Fue también la líder Aída Moreno quien organizaría el primer grupo de mujeres que comenzó a fabricar arpilleras (bordados artesanales donde sus creadoras narraban gráficamente sus historias, y que sacaban de Chile de forma clandestina). Muchas eran mujeres de presos políticos, “que esperaban días y días sin tener noticias, haciendo colas”. Esta idea estaba inspirada en los trabajos de arpillería de Violeta Parra, la mítica cantautora y folclorista chilena, que se quitó la vida en 1967, a los 49 años.

En el capítulo escrito por el ministro de Cultura de España, Miquel Iceta, el recuerdo de Violeta Parra, Inti-Illimani, Quilapayún y Víctor Jara, también el de Serrat, muestra el Chile que se volcó al mundo para explicar su drama, y habla de la solidaridad internacional que fue encontrando el pueblo chileno de concierto en concierto. “En todo cuanto podamos, tenemos el deber de ayudarles”, dice Miquel Iceta. Pero de nuevo corren otros tiempos y, hoy día, la solidaridad internacional queda puesta en tela de juicio ante conflictos como el de Gaza o la guerra de Yemen, a la que nadie, en Occidente, ha querido mirar a los ojos.

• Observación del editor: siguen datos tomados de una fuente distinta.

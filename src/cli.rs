use crate::cancel::CancelToken;
use crate::document;
use crate::fts::FtsIndex;
use crate::model::{FolderInfo, SearchResult, SearchSource};
use crate::progress::Progress;
use crate::search::{self, SearchOptions};
use crate::semantic::SemanticIndex;
use crate::store::{ListOptions, NotesStore};
use crate::tables;
use anyhow::{Context, anyhow};
use clap::{Parser, Subcommand};
use comfy_table::Cell;
use std::io::{self, Read};
use std::path::PathBuf;
use time::OffsetDateTime;
use time::format_description::well_known::Rfc3339;

#[derive(Debug, Parser)]
#[command(
    name = "notes-bridge",
    about = "A local, read-mostly bridge over Apple Notes' on-disk store.",
    version,
    arg_required_else_help = true,
    after_help = r#"Examples:
  notes-bridge notes list --folder "Work" -n 20
  notes-bridge notes show 8C0B58A4-...-UUID
  notes-bridge search "kubectl AND tricks" --content
  notes-bridge search "kubctl" --fuzzy
  notes-bridge index fts
"#
)]
pub struct Args {
    /// Path to NoteStore.sqlite (default: the system store, or $NOTES_BRIDGE_STORE).
    #[arg(long, global = true, value_name = "PATH")]
    pub store: Option<PathBuf>,

    /// Directory for the derived index files (default: the user cache dir).
    #[arg(long, global = true, value_name = "PATH")]
    pub cache_dir: Option<PathBuf>,

    /// Output JSON for machine consumption.
    #[arg(long, global = true)]
    pub json: bool,

    #[command(subcommand)]
    pub cmd: Command,
}

#[derive(Debug, Subcommand)]
pub enum Command {
    Notes {
        #[command(subcommand)]
        cmd: NotesCmd,
    },
    Folders {
        #[command(subcommand)]
        cmd: FoldersCmd,
    },
    /// Search across the basic, full-text and semantic subsystems.
    Search {
        query: String,
        /// Decode note blobs and scan their text too.
        #[arg(long)]
        content: bool,
        /// Tolerate typos in title/folder matching.
        #[arg(long)]
        fuzzy: bool,
        /// Include the full-text index (built on demand).
        #[arg(long)]
        fts: bool,
        /// Include the semantic index (model assets fetched on demand).
        #[arg(long)]
        semantic: bool,
        #[arg(long)]
        folder: Option<String>,
        #[arg(long, short = 'n', default_value_t = 25)]
        limit: usize,
        /// RFC-3339 bounds on the modification/creation dates.
        #[arg(long, value_name = "TIME")]
        modified_after: Option<String>,
        #[arg(long, value_name = "TIME")]
        modified_before: Option<String>,
        #[arg(long, value_name = "TIME")]
        created_after: Option<String>,
        #[arg(long, value_name = "TIME")]
        created_before: Option<String>,
    },
    /// Build or rebuild the derived indexes.
    Index {
        #[command(subcommand)]
        cmd: IndexCmd,
    },
}

#[derive(Debug, Subcommand)]
pub enum NotesCmd {
    List {
        #[arg(long)]
        folder: Option<String>,
        #[arg(long, short = 'n')]
        limit: Option<usize>,
        /// Include tombstoned notes and "Recently Deleted".
        #[arg(long)]
        include_deleted: bool,
    },
    Show {
        /// Note UUID (from `notes list`).
        id: String,
        /// Render the styled body as HTML.
        #[arg(long)]
        html: bool,
    },
    Create {
        #[arg(long)]
        folder: String,
        #[arg(long)]
        title: String,
        #[arg(long, conflicts_with = "stdin")]
        body: Option<String>,
        /// Read the body from stdin.
        #[arg(long, conflicts_with = "body")]
        stdin: bool,
    },
    /// List a note's attachments (metadata only).
    Attachments {
        /// Note UUID (from `notes list`).
        id: String,
    },
}

#[derive(Debug, Subcommand)]
pub enum FoldersCmd {
    List,
}

#[derive(Debug, Subcommand)]
pub enum IndexCmd {
    /// Rebuild the full-text index.
    Fts,
    /// Rebuild the semantic index (downloads model assets on first run).
    Semantic,
}

pub fn dispatch(args: Args) -> anyhow::Result<()> {
    let store = open_store(args.store)?;
    let json = args.json;
    let cancel = CancelToken::new();

    match args.cmd {
        Command::Notes { cmd } => match cmd {
            NotesCmd::List {
                folder,
                limit,
                include_deleted,
            } => {
                let notes = store.list_notes(&ListOptions {
                    folder,
                    limit,
                    include_deleted,
                })?;
                if json {
                    print_json(&notes)
                } else {
                    print_notes_table(notes)
                }
            }
            NotesCmd::Show { id, html } => {
                let progress = Progress::start("Loading note…");
                let doc = document::fetch(&store, &id)?;
                progress.finish();
                if json {
                    print_json(&doc)
                } else if html {
                    println!("{}", document::to_html(&doc.body));
                    Ok(())
                } else {
                    println!("# {}\n", doc.summary.title);
                    println!("{}", doc.body.text);
                    if !doc.hashtags.is_empty() {
                        let tags: Vec<&str> =
                            doc.hashtags.iter().map(|t| t.text.as_str()).collect();
                        println!("\nTags: {}", tags.join(" "));
                    }
                    for link in &doc.links {
                        println!(
                            "Link: {} -> {}",
                            link.text,
                            link.target.as_deref().unwrap_or("?")
                        );
                    }
                    Ok(())
                }
            }
            NotesCmd::Create {
                folder,
                title,
                body,
                stdin,
            } => {
                let body = read_body(body, stdin)?;
                let created = store.create_note(&folder, &title, &body)?;
                if json {
                    print_json(&created)
                } else {
                    println!("{}", created.id);
                    Ok(())
                }
            }
            NotesCmd::Attachments { id } => {
                let (pk, _) = store.note_row_by_uuid(&id)?;
                let attachments = store.list_attachments(pk)?;
                if json {
                    print_json(&attachments)
                } else {
                    print_attachments_table(attachments)
                }
            }
        },
        Command::Folders { cmd } => match cmd {
            FoldersCmd::List => {
                let folders = store.list_folders()?;
                if json {
                    print_json(&folders)
                } else {
                    print_folders_table(folders)
                }
            }
        },
        Command::Search {
            query,
            content,
            fuzzy,
            fts,
            semantic,
            folder,
            limit,
            modified_after,
            modified_before,
            created_after,
            created_before,
        } => {
            let opts = SearchOptions {
                limit,
                search_content: content,
                fuzzy,
                folder,
                modified_after: parse_time(modified_after.as_deref())?,
                modified_before: parse_time(modified_before.as_deref())?,
                created_after: parse_time(created_after.as_deref())?,
                created_before: parse_time(created_before.as_deref())?,
            };

            let fts_index = if fts {
                Some(open_fts(args.cache_dir.as_deref())?)
            } else {
                None
            };
            let semantic_index = if semantic {
                Some(open_semantic(args.cache_dir.as_deref())?)
            } else {
                None
            };

            let progress = Progress::start("Searching…");
            let results = search::search_all(
                &store,
                fts_index.as_ref(),
                semantic_index.as_ref(),
                &query,
                &opts,
                &cancel,
            )?;
            progress.finish();

            if json {
                print_json(&results)
            } else {
                print_results_table(results)
            }
        }
        Command::Index { cmd } => match cmd {
            IndexCmd::Fts => {
                let progress = Progress::start("Indexing notes…");
                let index = open_fts(args.cache_dir.as_deref())?;
                let report = |done: usize, total: usize| progress.count(done, total);
                let count = index.build(&store, Some(&report), &cancel)?;
                progress.finish();
                eprintln!("indexed {count} notes into {}", index.path().display());
                Ok(())
            }
            IndexCmd::Semantic => {
                let progress = Progress::start("Embedding notes…");
                let index = open_semantic(args.cache_dir.as_deref())?;
                let report = |done: usize, total: usize| progress.count(done, total);
                let count = index.build(&store, Some(&report), &cancel)?;
                progress.finish();
                eprintln!("embedded {count} notes into {}", index.path().display());
                Ok(())
            }
        },
    }
}

fn open_store(flag: Option<PathBuf>) -> anyhow::Result<NotesStore> {
    let path = flag.or_else(|| std::env::var_os("NOTES_BRIDGE_STORE").map(Into::into));
    let store = match path {
        Some(path) => NotesStore::open(path)?,
        None => NotesStore::open_default()?,
    };
    Ok(store)
}

fn open_fts(cache_dir: Option<&std::path::Path>) -> anyhow::Result<FtsIndex> {
    Ok(match cache_dir {
        Some(dir) => FtsIndex::open(dir.join("fts.sqlite"))?,
        None => FtsIndex::open_default()?,
    })
}

fn open_semantic(cache_dir: Option<&std::path::Path>) -> anyhow::Result<SemanticIndex> {
    use crate::semantic::OnnxEmbedder;
    Ok(match cache_dir {
        Some(dir) => SemanticIndex::open(
            dir.join("semantic.json"),
            Box::new(OnnxEmbedder::load()?),
        ),
        None => SemanticIndex::open_default()?,
    })
}

fn read_body(body: Option<String>, stdin: bool) -> anyhow::Result<String> {
    if let Some(body) = body {
        return Ok(body);
    }
    if stdin {
        let mut s = String::new();
        io::stdin().read_to_string(&mut s).context("read stdin")?;
        return Ok(s);
    }
    Ok(String::new())
}

fn parse_time(value: Option<&str>) -> anyhow::Result<Option<OffsetDateTime>> {
    match value {
        None => Ok(None),
        Some(s) => OffsetDateTime::parse(s, &Rfc3339)
            .map(Some)
            .map_err(|e| anyhow!("invalid RFC-3339 time {s:?}: {e}")),
    }
}

fn print_notes_table(notes: Vec<crate::model::NoteSummary>) -> anyhow::Result<()> {
    let mut listing = tables::Listing::new(&["Id", "Modified", "Folder", "Title"]);
    for n in notes {
        let modified = n
            .modified_at
            .format(&Rfc3339)
            .unwrap_or_else(|_| "?".to_string());
        listing.row(vec![
            Cell::new(tables::short_id(&n.id)),
            Cell::new(modified),
            Cell::new(n.folder.as_deref().unwrap_or("?")),
            Cell::new(n.title),
        ]);
    }
    listing.print();
    Ok(())
}

fn print_folders_table(folders: Vec<FolderInfo>) -> anyhow::Result<()> {
    let mut listing = tables::Listing::new(&["Account", "Folder", "Notes"]);
    for f in folders {
        listing.row(vec![
            Cell::new(f.account),
            Cell::new(f.name),
            Cell::new(f.note_count),
        ]);
    }
    listing.print();
    Ok(())
}

fn print_attachments_table(attachments: Vec<crate::model::Attachment>) -> anyhow::Result<()> {
    let mut listing = tables::Listing::new(&["Id", "Name", "Type", "Size"]);
    for a in attachments {
        listing.row(vec![
            Cell::new(tables::short_id(&a.id)),
            Cell::new(a.name.as_deref().unwrap_or("?")),
            Cell::new(a.type_uti.as_deref().unwrap_or("")),
            Cell::new(a.file_size.map_or_else(|| "?".to_string(), |s| s.to_string())),
        ]);
    }
    listing.print();
    Ok(())
}

fn print_results_table(results: Vec<SearchResult>) -> anyhow::Result<()> {
    let mut listing = tables::Listing::new(&["Source", "Id", "Title", "Snippet"]);
    for r in results {
        let source = match r.source {
            SearchSource::Basic => "basic",
            SearchSource::Fts => "fts",
            SearchSource::Semantic => "semantic",
            SearchSource::Multi => "multi",
        };
        listing.row(vec![
            Cell::new(source),
            Cell::new(tables::short_id(&r.note.id)),
            Cell::new(r.note.title),
            Cell::new(r.snippet.unwrap_or_default()),
        ]);
    }
    listing.print();
    Ok(())
}

fn print_json<T: serde::Serialize>(value: &T) -> anyhow::Result<()> {
    println!("{}", serde_json::to_string_pretty(value)?);
    Ok(())
}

Por último, aunque hay mucho más, el fiscal Carlos Jiménez Villarejo (que, antes de convertirse en buscador nómada del izquierdismo, fue jefe de la Fiscalía Anticorrupción), señala en su capítulo que, si bien, los jueces chilenos pidieron perdón a las víctimas y a la sociedad “por no haber cumplido sus deberes más elementales e inexcusables”, los jueces españoles aún no lo han hecho “respecto a su complicidad con la dictadura franquista”.

Por supuesto que es un libro sobre Chile, pero en ese país se refleja el mundo y se refleja España. En todo. O en casi todo, pero los casi se ponen siempre para despistar.